'''

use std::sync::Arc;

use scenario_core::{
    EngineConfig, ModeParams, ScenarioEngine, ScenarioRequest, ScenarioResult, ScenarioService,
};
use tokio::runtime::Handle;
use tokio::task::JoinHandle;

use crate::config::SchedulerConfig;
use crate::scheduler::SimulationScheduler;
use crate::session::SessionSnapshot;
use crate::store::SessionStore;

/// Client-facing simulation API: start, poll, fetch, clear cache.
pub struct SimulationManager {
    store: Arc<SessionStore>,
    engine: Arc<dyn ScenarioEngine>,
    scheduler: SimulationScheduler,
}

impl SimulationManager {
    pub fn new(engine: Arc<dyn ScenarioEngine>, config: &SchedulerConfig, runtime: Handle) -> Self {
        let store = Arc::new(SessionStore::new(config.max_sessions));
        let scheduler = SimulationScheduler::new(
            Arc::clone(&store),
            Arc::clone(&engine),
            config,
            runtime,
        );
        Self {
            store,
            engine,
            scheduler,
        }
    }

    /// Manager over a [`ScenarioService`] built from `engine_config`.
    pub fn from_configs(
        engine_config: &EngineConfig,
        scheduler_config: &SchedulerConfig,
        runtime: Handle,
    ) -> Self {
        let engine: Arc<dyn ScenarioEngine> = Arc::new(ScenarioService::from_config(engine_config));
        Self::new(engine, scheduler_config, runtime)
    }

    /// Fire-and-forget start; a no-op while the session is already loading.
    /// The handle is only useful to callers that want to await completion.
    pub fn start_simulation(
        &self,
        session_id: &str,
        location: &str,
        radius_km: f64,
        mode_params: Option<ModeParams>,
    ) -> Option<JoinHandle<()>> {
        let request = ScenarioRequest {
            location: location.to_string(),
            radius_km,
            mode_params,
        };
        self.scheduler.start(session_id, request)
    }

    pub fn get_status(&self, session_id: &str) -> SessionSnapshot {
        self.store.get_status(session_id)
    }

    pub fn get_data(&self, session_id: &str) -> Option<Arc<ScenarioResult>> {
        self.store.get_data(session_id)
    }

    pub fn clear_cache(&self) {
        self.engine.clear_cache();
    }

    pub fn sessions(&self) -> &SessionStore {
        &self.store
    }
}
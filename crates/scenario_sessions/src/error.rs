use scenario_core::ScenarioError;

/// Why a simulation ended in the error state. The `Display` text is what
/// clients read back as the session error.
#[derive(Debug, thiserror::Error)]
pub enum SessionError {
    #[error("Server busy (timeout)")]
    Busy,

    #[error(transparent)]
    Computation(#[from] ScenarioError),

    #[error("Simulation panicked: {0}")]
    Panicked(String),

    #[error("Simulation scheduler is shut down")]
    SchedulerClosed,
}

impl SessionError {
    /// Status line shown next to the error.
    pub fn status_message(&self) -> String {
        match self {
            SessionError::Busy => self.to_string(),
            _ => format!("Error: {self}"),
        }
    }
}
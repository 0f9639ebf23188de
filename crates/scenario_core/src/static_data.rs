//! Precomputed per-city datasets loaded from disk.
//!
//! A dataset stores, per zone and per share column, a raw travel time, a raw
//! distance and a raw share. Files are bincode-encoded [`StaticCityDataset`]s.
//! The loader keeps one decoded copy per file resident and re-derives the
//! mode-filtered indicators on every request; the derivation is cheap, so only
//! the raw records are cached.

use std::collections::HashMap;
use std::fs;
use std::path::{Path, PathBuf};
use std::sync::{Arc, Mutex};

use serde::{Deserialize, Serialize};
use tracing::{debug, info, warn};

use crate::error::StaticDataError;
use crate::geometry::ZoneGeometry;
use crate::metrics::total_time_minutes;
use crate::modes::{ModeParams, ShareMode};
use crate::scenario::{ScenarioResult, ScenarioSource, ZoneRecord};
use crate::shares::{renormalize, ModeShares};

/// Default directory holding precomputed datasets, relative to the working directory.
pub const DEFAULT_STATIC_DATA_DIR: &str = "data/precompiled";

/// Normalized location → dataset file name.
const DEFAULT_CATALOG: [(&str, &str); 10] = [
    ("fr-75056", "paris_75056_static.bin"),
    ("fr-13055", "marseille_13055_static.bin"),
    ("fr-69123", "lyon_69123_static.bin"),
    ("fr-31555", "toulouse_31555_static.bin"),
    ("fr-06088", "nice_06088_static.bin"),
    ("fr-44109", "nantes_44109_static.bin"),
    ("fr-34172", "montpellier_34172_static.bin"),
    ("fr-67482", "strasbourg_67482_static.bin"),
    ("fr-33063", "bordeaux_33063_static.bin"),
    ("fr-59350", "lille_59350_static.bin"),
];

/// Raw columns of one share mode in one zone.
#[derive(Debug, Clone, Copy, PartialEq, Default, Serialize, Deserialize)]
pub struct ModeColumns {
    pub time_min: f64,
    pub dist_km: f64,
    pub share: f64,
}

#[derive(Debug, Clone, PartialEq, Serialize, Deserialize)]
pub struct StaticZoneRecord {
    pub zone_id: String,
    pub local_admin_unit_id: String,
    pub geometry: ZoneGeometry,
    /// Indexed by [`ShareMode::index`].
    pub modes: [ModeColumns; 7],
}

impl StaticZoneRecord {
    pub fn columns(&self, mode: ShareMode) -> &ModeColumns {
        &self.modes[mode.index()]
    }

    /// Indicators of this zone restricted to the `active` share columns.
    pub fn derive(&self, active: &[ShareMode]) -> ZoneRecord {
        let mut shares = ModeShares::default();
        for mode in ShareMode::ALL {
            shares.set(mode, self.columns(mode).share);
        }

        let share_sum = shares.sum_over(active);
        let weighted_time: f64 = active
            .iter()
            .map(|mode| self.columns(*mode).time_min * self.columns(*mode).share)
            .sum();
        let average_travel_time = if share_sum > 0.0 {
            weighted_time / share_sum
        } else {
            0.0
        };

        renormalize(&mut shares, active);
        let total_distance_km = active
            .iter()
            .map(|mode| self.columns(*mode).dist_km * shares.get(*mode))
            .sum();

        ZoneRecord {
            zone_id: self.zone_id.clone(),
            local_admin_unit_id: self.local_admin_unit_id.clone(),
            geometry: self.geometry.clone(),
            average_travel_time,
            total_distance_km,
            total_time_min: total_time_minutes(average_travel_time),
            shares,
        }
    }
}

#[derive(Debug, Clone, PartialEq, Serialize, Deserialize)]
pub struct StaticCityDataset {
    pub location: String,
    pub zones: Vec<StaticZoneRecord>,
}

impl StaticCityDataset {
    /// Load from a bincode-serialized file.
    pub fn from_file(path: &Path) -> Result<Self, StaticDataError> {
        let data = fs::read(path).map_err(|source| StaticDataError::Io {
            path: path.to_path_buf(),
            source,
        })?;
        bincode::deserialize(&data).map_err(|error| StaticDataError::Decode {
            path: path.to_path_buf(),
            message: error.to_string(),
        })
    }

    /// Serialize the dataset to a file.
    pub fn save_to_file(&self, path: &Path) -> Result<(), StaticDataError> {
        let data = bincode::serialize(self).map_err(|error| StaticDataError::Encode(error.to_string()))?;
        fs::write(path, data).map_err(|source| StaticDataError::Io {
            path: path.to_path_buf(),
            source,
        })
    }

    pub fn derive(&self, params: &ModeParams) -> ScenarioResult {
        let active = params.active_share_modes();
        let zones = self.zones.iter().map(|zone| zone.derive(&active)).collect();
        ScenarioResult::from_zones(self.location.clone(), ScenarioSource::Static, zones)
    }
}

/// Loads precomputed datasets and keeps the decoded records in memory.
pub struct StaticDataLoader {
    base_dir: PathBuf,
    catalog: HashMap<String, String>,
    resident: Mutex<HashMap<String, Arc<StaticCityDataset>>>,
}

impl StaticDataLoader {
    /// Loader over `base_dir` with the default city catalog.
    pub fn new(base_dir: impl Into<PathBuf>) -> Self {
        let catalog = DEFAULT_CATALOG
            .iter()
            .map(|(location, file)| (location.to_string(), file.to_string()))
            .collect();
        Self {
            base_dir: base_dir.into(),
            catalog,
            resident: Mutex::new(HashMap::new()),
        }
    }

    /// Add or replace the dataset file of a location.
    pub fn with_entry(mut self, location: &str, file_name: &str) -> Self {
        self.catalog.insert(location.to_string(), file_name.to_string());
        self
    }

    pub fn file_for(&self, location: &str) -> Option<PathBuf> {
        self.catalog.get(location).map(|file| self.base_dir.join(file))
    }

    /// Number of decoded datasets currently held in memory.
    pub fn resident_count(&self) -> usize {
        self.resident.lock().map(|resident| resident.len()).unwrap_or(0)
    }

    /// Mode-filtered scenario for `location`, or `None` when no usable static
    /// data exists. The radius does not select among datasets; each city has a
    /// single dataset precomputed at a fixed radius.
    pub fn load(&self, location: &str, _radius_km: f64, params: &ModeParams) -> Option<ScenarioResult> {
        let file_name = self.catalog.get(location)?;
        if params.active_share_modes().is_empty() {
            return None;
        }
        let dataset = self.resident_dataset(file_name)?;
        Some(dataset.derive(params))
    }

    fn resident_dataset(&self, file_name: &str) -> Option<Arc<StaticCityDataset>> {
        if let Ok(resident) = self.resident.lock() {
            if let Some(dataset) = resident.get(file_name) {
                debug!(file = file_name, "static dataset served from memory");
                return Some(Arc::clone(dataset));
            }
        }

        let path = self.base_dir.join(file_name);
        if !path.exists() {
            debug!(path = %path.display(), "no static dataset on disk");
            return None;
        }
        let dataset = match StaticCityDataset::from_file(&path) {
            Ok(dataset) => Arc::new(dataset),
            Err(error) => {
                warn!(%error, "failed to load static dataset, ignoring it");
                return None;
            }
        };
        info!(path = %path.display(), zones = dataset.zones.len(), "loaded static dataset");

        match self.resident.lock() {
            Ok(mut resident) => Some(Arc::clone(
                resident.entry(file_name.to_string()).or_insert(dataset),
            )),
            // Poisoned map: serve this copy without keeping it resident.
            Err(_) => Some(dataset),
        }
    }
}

'''
'''

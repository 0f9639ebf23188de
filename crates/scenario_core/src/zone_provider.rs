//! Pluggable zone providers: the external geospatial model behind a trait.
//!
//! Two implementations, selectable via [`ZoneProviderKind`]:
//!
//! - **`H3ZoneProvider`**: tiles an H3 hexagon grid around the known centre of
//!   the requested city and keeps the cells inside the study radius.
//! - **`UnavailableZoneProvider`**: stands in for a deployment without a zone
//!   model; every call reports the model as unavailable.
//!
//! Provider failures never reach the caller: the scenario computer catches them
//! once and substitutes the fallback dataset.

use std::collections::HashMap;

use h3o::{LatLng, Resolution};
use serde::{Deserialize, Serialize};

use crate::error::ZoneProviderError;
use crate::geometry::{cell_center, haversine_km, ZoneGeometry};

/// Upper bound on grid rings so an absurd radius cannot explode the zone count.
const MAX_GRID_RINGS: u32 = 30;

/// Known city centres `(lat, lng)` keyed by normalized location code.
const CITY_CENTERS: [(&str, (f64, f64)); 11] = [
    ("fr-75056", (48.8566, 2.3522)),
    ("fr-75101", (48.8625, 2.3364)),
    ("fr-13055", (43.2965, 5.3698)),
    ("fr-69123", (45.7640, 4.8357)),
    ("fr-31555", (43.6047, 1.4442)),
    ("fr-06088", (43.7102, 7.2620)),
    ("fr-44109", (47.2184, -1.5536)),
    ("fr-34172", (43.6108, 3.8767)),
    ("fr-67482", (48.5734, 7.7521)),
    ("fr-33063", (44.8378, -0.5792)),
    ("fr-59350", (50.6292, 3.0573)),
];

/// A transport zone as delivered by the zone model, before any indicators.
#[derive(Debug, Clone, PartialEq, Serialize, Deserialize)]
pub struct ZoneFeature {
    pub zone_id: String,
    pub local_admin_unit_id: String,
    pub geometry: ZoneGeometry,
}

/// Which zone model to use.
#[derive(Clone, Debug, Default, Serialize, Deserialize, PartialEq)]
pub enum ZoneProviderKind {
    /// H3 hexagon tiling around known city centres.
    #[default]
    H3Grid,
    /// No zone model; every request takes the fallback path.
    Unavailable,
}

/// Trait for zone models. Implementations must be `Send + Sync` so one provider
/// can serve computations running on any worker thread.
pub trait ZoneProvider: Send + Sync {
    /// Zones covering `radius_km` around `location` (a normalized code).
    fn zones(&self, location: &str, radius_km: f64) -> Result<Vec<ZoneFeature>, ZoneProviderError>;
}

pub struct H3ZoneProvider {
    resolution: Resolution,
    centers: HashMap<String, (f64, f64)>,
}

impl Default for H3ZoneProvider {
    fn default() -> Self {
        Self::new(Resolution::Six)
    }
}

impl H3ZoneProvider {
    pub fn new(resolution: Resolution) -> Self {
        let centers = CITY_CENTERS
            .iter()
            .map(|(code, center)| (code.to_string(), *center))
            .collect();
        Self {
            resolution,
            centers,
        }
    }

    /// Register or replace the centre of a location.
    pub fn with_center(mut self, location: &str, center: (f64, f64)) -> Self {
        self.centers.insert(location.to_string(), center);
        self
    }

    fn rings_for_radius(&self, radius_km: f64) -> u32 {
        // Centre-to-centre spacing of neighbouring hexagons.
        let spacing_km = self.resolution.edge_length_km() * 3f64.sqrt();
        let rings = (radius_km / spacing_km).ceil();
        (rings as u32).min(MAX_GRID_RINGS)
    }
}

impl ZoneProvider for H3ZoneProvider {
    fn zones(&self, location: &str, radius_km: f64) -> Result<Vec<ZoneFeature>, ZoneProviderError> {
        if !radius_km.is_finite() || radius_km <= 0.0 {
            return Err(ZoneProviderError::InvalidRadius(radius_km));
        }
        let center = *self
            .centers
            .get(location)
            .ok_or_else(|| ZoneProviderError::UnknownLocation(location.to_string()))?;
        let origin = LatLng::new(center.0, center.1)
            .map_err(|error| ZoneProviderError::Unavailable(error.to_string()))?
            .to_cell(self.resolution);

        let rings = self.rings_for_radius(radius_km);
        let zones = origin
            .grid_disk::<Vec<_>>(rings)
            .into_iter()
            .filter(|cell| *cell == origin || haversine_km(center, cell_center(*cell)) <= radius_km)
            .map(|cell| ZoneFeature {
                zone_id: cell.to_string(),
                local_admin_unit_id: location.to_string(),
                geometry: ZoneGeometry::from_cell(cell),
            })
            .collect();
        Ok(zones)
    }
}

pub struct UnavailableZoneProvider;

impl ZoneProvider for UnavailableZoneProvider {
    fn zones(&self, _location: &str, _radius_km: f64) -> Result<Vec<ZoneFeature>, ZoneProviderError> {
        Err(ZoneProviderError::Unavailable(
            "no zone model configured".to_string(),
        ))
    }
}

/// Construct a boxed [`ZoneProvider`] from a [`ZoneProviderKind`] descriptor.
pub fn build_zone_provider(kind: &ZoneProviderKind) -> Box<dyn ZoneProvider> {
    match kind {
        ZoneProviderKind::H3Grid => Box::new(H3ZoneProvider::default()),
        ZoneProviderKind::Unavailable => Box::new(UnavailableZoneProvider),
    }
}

'''

§ What you should do:
If a line of the data contains "ModeShares", copy it out.

§ Solved problem:
use crate::shares::{renormalize, ModeShares};
        let mut shares = ModeShares::default();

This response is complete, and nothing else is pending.